Deux situations reviennent souvent dans notre activité : des tensions locatives qui s’enveniment et des projets de travaux qui dérapent faute d’organisation. Dans les deux cas, le point commun est l’absence de cadre clair, qu’il s’agisse d’un échange entre bailleur et locataire ou d’un planning de chantier. Nous présentons ici des cas concrets et les solutions appliquées, avec une approche pragmatique.
Premier cas : un désaccord sur des infiltrations d’eau après un épisode pluvieux, chacun imputant la responsabilité à l’autre. Le diagnostic a montré un défaut d’entretien de gouttières et une zinguerie fatiguée, sans preuve d’une dégradation volontaire. La solution a consisté à formaliser les constats, partager les photos datées, et programmer un entretien de toiture et gouttières avec compte rendu, afin de réduire le conflit sur les faits.

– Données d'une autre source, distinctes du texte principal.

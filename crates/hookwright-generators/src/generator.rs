//! The generator capability interface and its request/containment vocabulary.

use crate::build::BuildContext;
use hookwright_data::DataItem;
use hookwright_types::{GeneratorConfig, MetadataSource, Result};
use indexmap::IndexMap;
use serde_json::{json, Value};
use std::fmt;

/// One resolved component occurrence.
///
/// The collector and containment builder depend only on this interface; the
/// concrete component types live in [`crate::components`].
pub trait Generator: Send + Sync + fmt::Debug {
    /// Component type name, e.g. `service`.
    fn component_type(&self) -> &str;

    /// The component's request data.
    fn data(&self) -> &DataItem;

    /// Mutable request data, used when another request merges into this one.
    fn data_mut(&mut self) -> &mut DataItem;

    /// Distinguishes occurrences of a repeatable type. `None` for singletons.
    fn discriminator(&self) -> Option<String> {
        None
    }

    /// Components this one needs, keyed by local request name.
    fn required_components(&self, _ctx: &RequirementContext<'_>) -> Result<IndexMap<String, Requirement>> {
        Ok(IndexMap::new())
    }

    /// Where this component's output lives.
    fn containment(&self) -> ContainmentLocation {
        ContainmentLocation::nearest_root()
    }

    /// Occurrences with the same identifier and merge tag are one component.
    ///
    /// `None` means the component never merges.
    fn merge_tag(&self) -> Option<String> {
        Some(self.component_type().to_string())
    }

    /// Whether this component represents a file system root.
    fn is_root_component(&self) -> bool {
        false
    }

    /// Directory of a root component, relative to its container's root.
    fn root_directory(&self) -> String {
        String::new()
    }

    /// Contribute output to the shared build context.
    fn contribute(&self, _ctx: &mut BuildContext<'_>) -> Result<()> {
        Ok(())
    }
}

/// Read-only context handed to [`Generator::required_components`].
#[derive(Clone, Copy)]
pub struct RequirementContext<'a> {
    /// Metadata tables
    pub metadata: &'a dyn MetadataSource,
    /// Generator configuration
    pub config: &'a GeneratorConfig,
    /// Machine name of the nearest root component
    pub root_name: &'a str,
}

/// How a requirement's data is sliced into occurrences.
#[derive(Debug, Clone, PartialEq, Eq)]
pub enum Repeat {
    /// Exactly one occurrence carrying the data as-is
    Single,
    /// One occurrence per element of a scalar list; each element is placed
    /// under `key` in the occurrence's data
    Scalar {
        /// Property receiving the element
        key: String,
    },
    /// One occurrence per element of a list of records, or per entry of a
    /// map of records
    Record {
        /// Property receiving the map key, if the data is keyed
        key: Option<String>,
    },
    /// One occurrence if the data is `true`, none otherwise
    Flag,
}

/// A request for another component.
#[derive(Debug, Clone, PartialEq)]
pub struct Requirement {
    /// Target component type
    pub component_type: String,
    /// Request data, shaped according to `repeat`
    pub data: Value,
    /// Repeat policy
    pub repeat: Repeat,
    /// Context merged into every occurrence's data; element data wins
    pub shared: Value,
}

impl Requirement {
    /// A single occurrence.
    pub fn single(component_type: impl Into<String>, data: Value) -> Self {
        Self {
            component_type: component_type.into(),
            data,
            repeat: Repeat::Single,
            shared: json!({}),
        }
    }

    /// One occurrence per scalar in `values`.
    pub fn each_scalar(component_type: impl Into<String>, key: impl Into<String>, values: Value) -> Self {
        Self {
            component_type: component_type.into(),
            data: values,
            repeat: Repeat::Scalar { key: key.into() },
            shared: json!({}),
        }
    }

    /// One occurrence per record in `records`.
    pub fn each_record(component_type: impl Into<String>, records: Value) -> Self {
        Self {
            component_type: component_type.into(),
            data: records,
            repeat: Repeat::Record { key: None },
            shared: json!({}),
        }
    }

    /// One occurrence per entry of a keyed map of records.
    pub fn each_keyed(component_type: impl Into<String>, key: impl Into<String>, records: Value) -> Self {
        Self {
            component_type: component_type.into(),
            data: records,
            repeat: Repeat::Record { key: Some(key.into()) },
            shared: json!({}),
        }
    }

    /// An occurrence only when `present` is true.
    pub fn flag(component_type: impl Into<String>, present: bool, data: Value) -> Self {
        Self {
            component_type: component_type.into(),
            data: Value::Bool(present),
            repeat: Repeat::Flag,
            shared: data,
        }
    }

    /// Add shared context to every occurrence.
    pub fn with_shared(mut self, shared: Value) -> Self {
        self.shared = shared;
        self
    }

    /// Slice the request into `(local name suffix, data)` occurrences.
    ///
    /// The suffix is empty for single occurrences and the element index or
    /// key otherwise.
    pub fn occurrences(&self) -> Vec<(Option<String>, Value)> {
        let with_shared = |element: Value| hookwright_core::util::data::overlay(self.shared.clone(), element);

        match &self.repeat {
            Repeat::Single => vec![(None, with_shared(self.data.clone()))],
            Repeat::Flag => match self.data {
                Value::Bool(true) => vec![(None, self.shared.clone())],
                _ => Vec::new(),
            },
            Repeat::Scalar { key } => elements(&self.data)
                .into_iter()
                .map(|(index, element)| {
                    let mut data = serde_json::Map::new();
                    data.insert(key.clone(), element);
                    (Some(index), with_shared(Value::Object(data)))
                })
                .collect(),
            Repeat::Record { key } => elements(&self.data)
                .into_iter()
                .map(|(index, element)| {
                    let mut element = element;
                    if let (Some(key), Value::Object(map)) = (key, &mut element) {
                        map.entry(key.clone()).or_insert_with(|| Value::String(index.clone()));
                    }
                    (Some(index), with_shared(element))
                })
                .collect(),
        }
    }
}

fn elements(data: &Value) -> Vec<(String, Value)> {
    match data {
        Value::Array(items) => items
            .iter()
            .enumerate()
            .map(|(i, v)| (i.to_string(), v.clone()))
            .collect(),
        Value::Object(map) => map.iter().map(|(k, v)| (k.clone(), v.clone())).collect(),
        Value::Null => Vec::new(),
        other => vec![("0".to_string(), other.clone())],
    }
}

/// One step of a containment expression.
#[derive(Debug, Clone, PartialEq, Eq)]
pub enum ContainmentStep {
    /// The component that requested the current one
    Requester,
    /// The nearest root component above the current one in the request graph
    NearestRoot,
    /// The outermost root of the whole collection
    TopRoot,
    /// A component the current one requested under this local name
    Child(String),
}

/// Where a component's output belongs: a chain of steps evaluated from the
/// component itself. An empty chain marks the absolute root.
#[derive(Debug, Clone, PartialEq, Eq, Default)]
pub struct ContainmentLocation(pub Vec<ContainmentStep>);

impl ContainmentLocation {
    /// No container.
    pub fn root() -> Self {
        Self(Vec::new())
    }

    /// The requester.
    pub fn requester() -> Self {
        Self(vec![ContainmentStep::Requester])
    }

    /// The nearest root component.
    pub fn nearest_root() -> Self {
        Self(vec![ContainmentStep::NearestRoot])
    }

    /// The outermost root.
    pub fn top_root() -> Self {
        Self(vec![ContainmentStep::TopRoot])
    }

    /// A component this one requested.
    pub fn child(name: impl Into<String>) -> Self {
        Self(vec![ContainmentStep::Child(name.into())])
    }

    /// Append a step.
    pub fn then(mut self, step: ContainmentStep) -> Self {
        self.0.push(step);
        self
    }

    /// Whether this marks the absolute root.
    pub fn is_root(&self) -> bool {
        self.0.is_empty()
    }
}

impl fmt::Display for ContainmentLocation {
    fn fmt(&self, f: &mut fmt::Formatter<'_>) -> fmt::Result {
        if self.0.is_empty() {
            return f.write_str("<root>");
        }
        let steps: Vec<String> = self
            .0
            .iter()
            .map(|s| match s {
                ContainmentStep::Requester => "%requester".to_string(),
                ContainmentStep::NearestRoot => "%nearest_root".to_string(),
                ContainmentStep::TopRoot => "%root".to_string(),
                ContainmentStep::Child(name) => name.clone(),
            })
            .collect();
        f.write_str(&steps.join(":"))
    }
}

#[cfg(test)]
mod tests {
    use super::*;

    #[test]
    fn test_scalar_slicing() {
        let req = Requirement::each_scalar("hook_update_n", "description", json!(["First", "Second"]))
            .with_shared(json!({"root_component_name": "test_module"}));
        let occurrences = req.occurrences();
        assert_eq!(occurrences.len(), 2);
        assert_eq!(occurrences[1].0.as_deref(), Some("1"));
        assert_eq!(
            occurrences[1].1,
            json!({"root_component_name": "test_module", "description": "Second"})
        );
    }

    #[test]
    fn test_record_slicing_keyed_and_listed() {
        let listed = Requirement::each_record("service", json!([{"service_name": "alpha"}]));
        assert_eq!(listed.occurrences()[0].1, json!({"service_name": "alpha"}));

        let keyed = Requirement::each_keyed("permission", "permission", json!({"administer alpha": {"title": "Admin"}}));
        let occurrences = keyed.occurrences();
        assert_eq!(occurrences[0].0.as_deref(), Some("administer alpha"));
        assert_eq!(occurrences[0].1, json!({"title": "Admin", "permission": "administer alpha"}));
    }

    #[test]
    fn test_flag_slicing() {
        assert_eq!(Requirement::flag("readme", false, json!({})).occurrences().len(), 0);
        let present = Requirement::flag("readme", true, json!({"a": 1})).occurrences();
        assert_eq!(present, vec![(None, json!({"a": 1}))]);
    }

    #[test]
    fn test_element_data_wins_over_shared() {
        let req = Requirement::each_record("service", json!([{"service_name": "alpha"}]))
            .with_shared(json!({"service_name": "ignored", "extra": true}));
        assert_eq!(req.occurrences()[0].1, json!({"service_name": "alpha", "extra": true}));
    }

    #[test]
    fn test_containment_display() {
        let location = ContainmentLocation::requester().then(ContainmentStep::Requester);
        assert_eq!(location.to_string(), "%requester:%requester");
        assert!(ContainmentLocation::root().is_root());
    }
}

La médiation a été déclenchée avant toute escalade, avec un ordre du jour précis : état des lieux des désordres, répartition des actions, calendrier. Nous avons veillé à ce que chaque partie puisse exprimer ses contraintes, notamment l’accès au logement et la disponibilité des artisans. L’accord final a intégré un suivi par étapes et une clause de communication (un canal unique, réponses sous délai raisonnable) pour éviter les malentendus.
Deuxième cas : rénovation de cuisine moderne dans un logement occupé, générant plaintes sur le bruit et la poussière, puis menace de procédure. Le problème ne venait pas uniquement des nuisances, mais d’une planification de travaux à domicile floue, sans plages horaires ni protection des parties communes. La solution a été d’établir un planning détaillé, un protocole de nettoyage quotidien, et une information écrite aux occupants et voisins sur les phases les plus bruyantes.
Pour sécuriser le projet, une rédaction de contrats simples a été mise en place entre le client et les intervenants : périmètre, matériaux, délais indicatifs, modalités de réception. Nous avons insisté sur la traçabilité : devis signés, avenants en cas de changement, et procès-verbal de fin de chantier. Ce cadre a réduit la contestation, car il clarifie ce qui est attendu et ce qui relève d’une option.
Troisième cas : conflit en droit du travail chez un prestataire intervenant sur des chantiers, où des horaires et astreintes étaient mal documentés. Le problème s’est cristallisé lors d’un départ d’un salarié, avec divergences sur les compensations et le planning réel. La solution a reposé sur une médiation structurée, l’analyse des relevés existants, puis la mise en place d’un modèle de suivi des temps et d’une procédure interne de validation.
Quatrième cas : travaux d’amélioration énergétique dans des combles, avec contestation sur la performance attendue. Plutôt que de promettre un résultat, nous avons cadré l’objectif : isolation thermique des combles conforme aux règles de l’art et aux caractéristiques du bâti, avec preuves de mise en œuvre. Le règlement du litige a inclus une visite contradictoire, des corrections ciblées, et une réception documentée.
Cinquième cas : installation de panneaux solaires sur une toiture ancienne, provoquant un débat sur les responsabilités entre entreprise, propriétaire et syndic. La cause était un manque de coordination : état de toiture non validé, accès non planifié, et absence de protocole d’entretien d’une installation solaire. La solution a été de conditionner l’installation à un contrôle préalable de la couverture, puis d’annexer un plan d’entretien et de sécurité aux documents de réception.